**Assigned task**: Exactly the lines from the opening of the records through the line containing "use crate::refund::types::ProviderCode;" should be copied, with both included.

**Task input**:
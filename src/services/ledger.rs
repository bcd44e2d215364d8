//! Ledger/audit RPC client.
//!
//! The ledger is the platform's authoritative financial record store. A
//! refund only counts once the ledger has it; the store side flips the
//! transaction to `refunded` as a side effect of the ledger write.

use crate::gateway::http::RpcHttpClient;
use crate::refund::error::{RefundError, RefundResult};
use crate::refund::types::ProviderCode;
use async_trait::async_trait;
use rust_decimal::Decimal;
use serde::Deserialize;
use std::time::Duration;
use uuid::Uuid;

/// Everything the ledger needs to persist one refund.
#[derive(Debug, Clone)]
pub struct CreateRefundRecord {
    pub organization_id: Uuid,
    pub transaction_id: Uuid,
    pub amount: Decimal,
    pub reason: String,
    pub provider: ProviderCode,
    pub provider_transaction_id: String,
    pub provider_refund_id: String,
    pub provider_merchant_id: Option<String>,
    pub processing_fee: Decimal,
    pub net_amount: Decimal,
}

#[async_trait]
pub trait LedgerClient: Send + Sync {
    /// Persist the refund record. Returns the ledger-side refund id.
    async fn create_refund(&self, record: CreateRefundRecord) -> RefundResult<String>;
}

#[derive(Debug, Clone)]
pub struct LedgerConfig {
    pub base_url: String,
    pub api_key: String,
    pub timeout_secs: u64,
}

impl LedgerConfig {
    pub fn from_env() -> RefundResult<Self> {
        let base_url = std::env::var("LEDGER_BASE_URL").map_err(|_| RefundError::Validation {
            message: "LEDGER_BASE_URL environment variable is required".to_string(),
            field: Some("LEDGER_BASE_URL".to_string()),
        })?;
        let api_key = std::env::var("LEDGER_API_KEY").map_err(|_| RefundError::Validation {
            message: "LEDGER_API_KEY environment variable is required".to_string(),
            field: Some("LEDGER_API_KEY".to_string()),
        })?;

        Ok(Self {
            base_url,
            api_key,
            timeout_secs: std::env::var("LEDGER_TIMEOUT_SECS")
                .ok()
                .and_then(|v| v.parse::<u64>().ok())
                .unwrap_or(30),
        })
    }
}

pub struct HttpLedgerClient {
    config: LedgerConfig,
    http: RpcHttpClient,
}

impl HttpLedgerClient {
    pub fn new(config: LedgerConfig) -> RefundResult<Self> {
        let http = RpcHttpClient::new(Duration::from_secs(config.timeout_secs))?;
        Ok(Self { config, http })
    }

    pub fn from_env() -> RefundResult<Self> {
        Self::new(LedgerConfig::from_env()?)
    }
}

#[derive(Debug, Deserialize)]
struct LedgerRefundResponse {
    refund_id: String,
}

#[async_trait]
impl LedgerClient for HttpLedgerClient {
    async fn create_refund(&self, record: CreateRefundRecord) -> RefundResult<String> {
        let payload = serde_json::json!({
            "organization_id": record.organization_id,
            "transaction_id": record.transaction_id,
            "amount": record.amount.to_string(),
            "reason": record.reason,
            "provider": record.provider.as_str(),
            "provider_transaction_id": record.provider_transaction_id,
            "provider_refund_id": record.provider_refund_id,
            "provider_merchant_id": record.provider_merchant_id,
            "metadata": {
                "processing_fee": record.processing_fee.to_string(),
                "net_amount": record.net_amount.to_string(),
            },
        });

        let url = format!("{}/rpc/create_refund", self.config.base_url);
        let response: LedgerRefundResponse = self
            .http
            .request_json(
                reqwest::Method::POST,
                &url,
                Some(&self.config.api_key),
                Some(&payload),
            )
            .await
            // The message feeds the reconciliation alert; keep the real
            // transport detail rather than the user-facing generic text.
            .map_err(|e| RefundError::Ledger {
                message: e.to_string(),
            })?;

        Ok(response.refund_id)
    }
}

**Solution**:
filename src/services/ledger.rs
repository bcd44e2d215364d8
//! Ledger/audit RPC client.
//!
//! The ledger is the platform's authoritative financial record store. A
//! refund only counts once the ledger has it; the store side flips the
//! transaction to `refunded` as a side effect of the ledger write.

use crate::gateway::http::RpcHttpClient;
use crate::refund::error::{RefundError, RefundResult};
use crate::refund::types::ProviderCode;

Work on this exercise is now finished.